Enter Ronny Jackson—a Navy doctor who saw combat in Iraq and went on to serve as White House physician, caring for three presidents including President Donald Trump. Jackson is now being nominated to replace David Shulkin at the helm of the government’s second-largest agency. Jackson’s impressive military medical record, and bipartisan support, will likely smooth the path for a relatively quick confirmation. But after that, a swamp of policy, political, and cultural fights awaits him at the VA.
The VA’s policy fights owe much to its size and complexity. The agency runs a portfolio that includes physical and mental health care, disability compensation, education benefits, home loan guarantees, life insurance, burials, and much more, consuming nearly $200 billion a year and requiring more than 340,000 employees. Most of the VA will be new to Jackson, whose professional life has existed within the relatively insular military.
At the VA, the biggest policy fight has to do with the future of VA health care, and the extent to which the government will purchase this care from the private sector or deliver it through the VA’s huge network of hospitals and clinics.
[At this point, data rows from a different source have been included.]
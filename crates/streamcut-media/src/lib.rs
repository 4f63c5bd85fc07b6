// crates/streamcut-media/src/lib.rs
//
// Playback backends. No egui dependency — frames and events reach
// streamcut-ui via channels and the PlayerBackend polling surface only.

pub mod backend;
pub mod hls;
pub mod worker;

pub use backend::PlayerBackend;
pub use worker::HlsBackend;
pub use streamcut_core::messages::{PlaybackFrame, PlayerEvent};

/// Global FFmpeg init. Call once from main() before constructing a backend.
pub fn init() -> anyhow::Result<()> {
    ffmpeg_the_third::init()?;
    Ok(())
}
Disagreement with the White House on this policy issue doomed Shulkin, and it is where Trump’s allies may expect the most deference from Jackson, given his relative lack of VA or private health care experience. But even if he concedes to the White House, there are no easy policy choices here, as two major assessments and commissions since 2014 found, and fewer safe political options. It doesn’t help that the VA has become embroiled in the broader conservative battle to shrink government and remove it from the health care marketplace altogether.
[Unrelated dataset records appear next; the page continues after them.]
// crates/streamcut-ui/src/context.rs
//
// AppContext owns all runtime handles that are NOT part of the serializable
// session state. StreamCutApp holds one of these plus a SessionState and
// the panel list — nothing else.
//
// Layout:
//   AppContext
//     ├── api            — service worker + its result channel
//     ├── player         — playback backend (trait object, HLS by default)
//     ├── posters        — GPU poster thumbnail cache
//     ├── frame_cache    — latest displayed playback frame per asset
//     ├── pending_frame  — next frame, held until its timestamp is due
//     └── attached_asset — which asset the backend is currently playing

use streamcut_api::ApiWorker;
use streamcut_core::state::SessionState;
use streamcut_core::RangeSelection;
use streamcut_core::messages::{ApiResult, PlayerEvent};
use streamcut_media::PlayerBackend;
use crate::modules::PosterCache;
use crate::streamcut_log;
use eframe::egui;
use std::collections::HashMap;
use uuid::Uuid;

pub struct AppContext {
    pub api:    ApiWorker,
    pub player: Box<dyn PlayerBackend>,

    pub posters: PosterCache,
    /// Latest playback frame per asset, as an uploaded texture.
    pub frame_cache: HashMap<Uuid, egui::TextureHandle>,
    /// Next-to-display playback frame, held until its timestamp is due.
    /// Prevents the drain-all pattern from racing ahead of wall-clock time.
    pending_frame: Option<streamcut_core::messages::PlaybackFrame>,

    attached_asset: Option<Uuid>,
}

impl AppContext {
    pub fn new(api: ApiWorker, player: Box<dyn PlayerBackend>) -> Self {
        Self {
            api,
            player,
            posters:        HashMap::new(),
            frame_cache:    HashMap::new(),
            pending_frame:  None,
            attached_asset: None,
        }
    }

    /// Keep the backend pointed at the selected ready asset. Runs every
    /// frame; attach/detach only fire when the target actually changes.
    pub fn sync_attachment(&mut self, state: &SessionState) {
        let target = state
            .selected()
            .filter(|a| a.is_ready())
            .map(|a| (a.id, a.playback_id.clone().unwrap_or_default()));

        match target {
            Some((id, playback_id)) => {
                if self.attached_asset != Some(id) {
                    let url = self.api.client().cfg.playback_url(&playback_id);
                    self.player.attach(id, url, 0.0);
                    self.attached_asset = Some(id);
                    self.pending_frame  = None;
                }
            }
            None => {
                if self.attached_asset.is_some() {
                    self.player.detach();
                    self.attached_asset = None;
                    self.pending_frame  = None;
                }
            }
        }
    }

    pub fn drop_pending_frame(&mut self) {
        self.pending_frame = None;
    }

    // ── Playback ingest ──────────────────────────────────────────────────────

    /// Drain backend events and consume frames whose timestamps are due.
    pub fn poll_playback(&mut self, state: &mut SessionState, ctx: &egui::Context) {
        while let Some(event) = self.player.poll_event() {
            match event {
                PlayerEvent::MetadataReady { asset, duration, .. } => {
                    // The vendor API is authoritative for duration; the
                    // stream only fills gaps.
                    state.apply_stream_duration(asset, duration);
                    if state.selected_asset == Some(asset) {
                        state.playback_error = None;
                    }
                }
                PlayerEvent::PlaybackError { asset, msg } => {
                    if state.selected_asset == Some(asset) {
                        state.playback_error = Some(msg);
                        state.is_playing     = false;
                    }
                }
                PlayerEvent::EndOfStream { asset } => {
                    if state.selected_asset == Some(asset) {
                        state.is_playing = false;
                    }
                }
            }
        }

        // Frame consumption, timestamp-gated against the session clock.
        loop {
            let frame = match self.pending_frame.take() {
                Some(f) => f,
                None => match self.player.poll_frame() {
                    Some(f) => f,
                    None => break,
                },
            };

            // A frame from a previously attached source — drop it.
            if self.attached_asset != Some(frame.asset) {
                continue;
            }

            let due = !state.is_playing || frame.timestamp <= state.current_time + 0.001;
            if !due {
                self.pending_frame = Some(frame);
                // Wake up again when the frame should land.
                ctx.request_repaint();
                break;
            }

            let image = egui::ColorImage::from_rgba_unmultiplied(
                [frame.width as usize, frame.height as usize],
                &frame.data,
            );
            let tex = ctx.load_texture(
                format!("frame-{}", frame.asset),
                image,
                egui::TextureOptions::LINEAR,
            );
            self.frame_cache.insert(frame.asset, tex);

            // While paused one refreshed frame is enough (seek feedback).
            if !state.is_playing {
                break;
            }
        }
    }

    // ── API ingest ───────────────────────────────────────────────────────────

    /// Dispatch all queued ApiWorker results into state and caches.
    pub fn ingest_api_results(&mut self, state: &mut SessionState, ctx: &egui::Context) {
        while let Ok(result) = self.api.rx.try_recv() {
            match result {
                ApiResult::UploadProgress { job, sent, total } => {
                    if state.upload_job == Some(job) {
                        state.upload_progress = Some((sent, total));
                    }
                }
                ApiResult::UploadFinished { job, asset_id, title } => {
                    if state.upload_job == Some(job) {
                        state.upload_job      = None;
                        state.upload_progress = None;
                        state.upload_done     = Some(title.clone());
                        state.add_uploaded(asset_id, title);
                    }
                }
                ApiResult::UploadFailed { job, msg } => {
                    if state.upload_job == Some(job) {
                        state.upload_job      = None;
                        state.upload_progress = None;
                        state.upload_error    = Some(msg);
                    }
                }

                ApiResult::AssetReady { asset_id, playback_id, duration } => {
                    state.apply_asset_ready(&asset_id, playback_id.clone(), duration);
                    if let Some(asset) = state.library.iter().find(|a| a.asset_id == asset_id) {
                        self.api.probe_poster(asset.id, playback_id);
                    }
                }
                ApiResult::AssetErrored { asset_id, msg } => {
                    state.apply_asset_errored(&asset_id, msg);
                }

                ApiResult::PosterLoaded { id, width, height, bytes } => {
                    if let Some(asset) = state.asset_mut(id) {
                        asset.poster_size = Some((width, height));
                    }
                    match decode_poster_rgba(&bytes) {
                        Ok(image) => {
                            let tex = ctx.load_texture(
                                format!("poster-{id}"),
                                image,
                                egui::TextureOptions::LINEAR,
                            );
                            self.posters.insert(id, tex);
                        }
                        Err(e) => {
                            streamcut_log!("[poster] thumbnail decode failed for {id}: {e}");
                        }
                    }
                }

                ApiResult::ClipCreated { job, asset_id, playback_id } => {
                    let Some(pending) = state.clip_job else { continue };
                    if pending.job != job {
                        streamcut_log!("[clip] stale result for job {job} ignored");
                        continue;
                    }
                    state.clip_job = None;
                    let Some(source) = state.asset(pending.source).cloned() else { continue };

                    let id = state.add_created_clip(
                        asset_id.clone(),
                        playback_id.clone(),
                        &source,
                        pending.start_time,
                        pending.end_time,
                    );
                    state.selection = RangeSelection::default();
                    // The cut is still materializing server-side; poll it
                    // to pick up duration, and grab its poster.
                    self.api.refresh_asset(asset_id);
                    self.api.probe_poster(id, playback_id);
                }
                ApiResult::ClipFailed { job, msg } => {
                    state.apply_clip_failed(job, msg);
                }

                ApiResult::ReportFiled => {
                    state.share_status = Some("Report sent".into());
                    state.report_error = None;
                }
                ApiResult::ReportFailed { msg } => {
                    state.report_error = Some(msg);
                }
            }
        }
    }
}

/// Expand a poster PNG into an egui image. Posters are RGB or RGBA;
/// grayscale never appears but costs one extra match arm to tolerate.
fn decode_poster_rgba(bytes: &[u8]) -> Result<egui::ColorImage, png::DecodingError> {
    let decoder = png::Decoder::new(std::io::Cursor::new(bytes));
    let mut reader = decoder.read_info()?;
    let mut buf = vec![0u8; reader.output_buffer_size().unwrap_or(0)];
    let info = reader.next_frame(&mut buf)?;

    let rgba: Vec<u8> = match info.color_type {
        png::ColorType::Rgba => buf[..info.buffer_size()].to_vec(),
        png::ColorType::Rgb => buf[..info.buffer_size()]
            .chunks(3)
            .flat_map(|p| [p[0], p[1], p[2], 255])
            .collect(),
        png::ColorType::Grayscale => buf[..info.buffer_size()]
            .iter()
            .flat_map(|&g| [g, g, g, 255])
            .collect(),
        _ => {
            return Err(png::DecodingError::LimitsExceeded);
        }
    };

    Ok(egui::ColorImage::from_rgba_unmultiplied(
        [info.width as usize, info.height as usize],
        &rgba,
    ))
}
If health care were the only issue facing the VA now, Jackson could concentrate on one heavy lift. But if he takes over for Shulkin, he will inherit policy conundrums in nearly every part of the VA portfolio. On disability, for example, Jackson must answer tough questions about how to update the VA’s aging system for disability ratings and payments. On education benefits, he and the VA must better guard veterans from predatory behavior by for-profit schools. The VA is also crumbling under its own weight in many areas. Jackson will need to figure out how to shed aging infrastructure, update the VA’s electronic health record, and more. Solving these problems is easier said than done—and far more politicized than anything Jackson touched in the military.
These are hard policy questions; they are made more difficult by political conflicts within the Trump administration, disagreements between the administration and Congress, and tensions across the broader veteran community as well. Shulkin battled daily with Trump’s partisans; their relations deteriorated so badly that Shulkin reportedly barred several appointees’ access to the VA’s executive suite, and the White House barred Shulkin’s access to the press. Neither the White House nor Congress nor leading veterans organizations agree on how to resolve any of the policy dilemmas facing the VA. Jackson will walk into this crossfire—and do so during a contentious midterm election year.
Looming over these policy and political fights are deeper cultural questions about the future of the VA and its role serving veterans. There are huge demographic, social, economic, and political shifts underway within America’s veteran community as the conscription-driven cohorts of World War II, Korea, and Vietnam fade away and are replaced in smaller numbers by the all-volunteer cohorts of the past 45 years. These shifts have triggered debates about what, exactly, ought to be America’s social contract with those who have served. In concrete terms, the issues require figuring out which veterans get benefits, and precisely how much. Should the agency be small and focused just on disabled veterans who served in combat or who were injured in the line of duty—or large and focused on helping all veterans? Should the agency merely compensate veterans for injuries or illnesses sustained during service—or do more to help them thrive, such that their success is an incentive for military recruiting? Jackson will soon find himself at ground zero for these emotional and political arguments.
With his prestigious record and experience, Jackson has the raw material to understand the mission of the VA and learn how to be a good secretary. But he will be sailing into stormy waters that have only become more turbulent during the Trump presidency. What gets lost in the revolving door is that continuity of leadership is critical for leading large federal agencies like the VA. Budgets and programs live on cycles that last longer than the average Cabinet official’s tenure. Successful change requires years to implement. If the president truly cares about serving veterans, and making the VA better, he will give Dr. Jackson a longer period to prove himself than he gave Dr. Shulkin, and stick with him even when they disagree.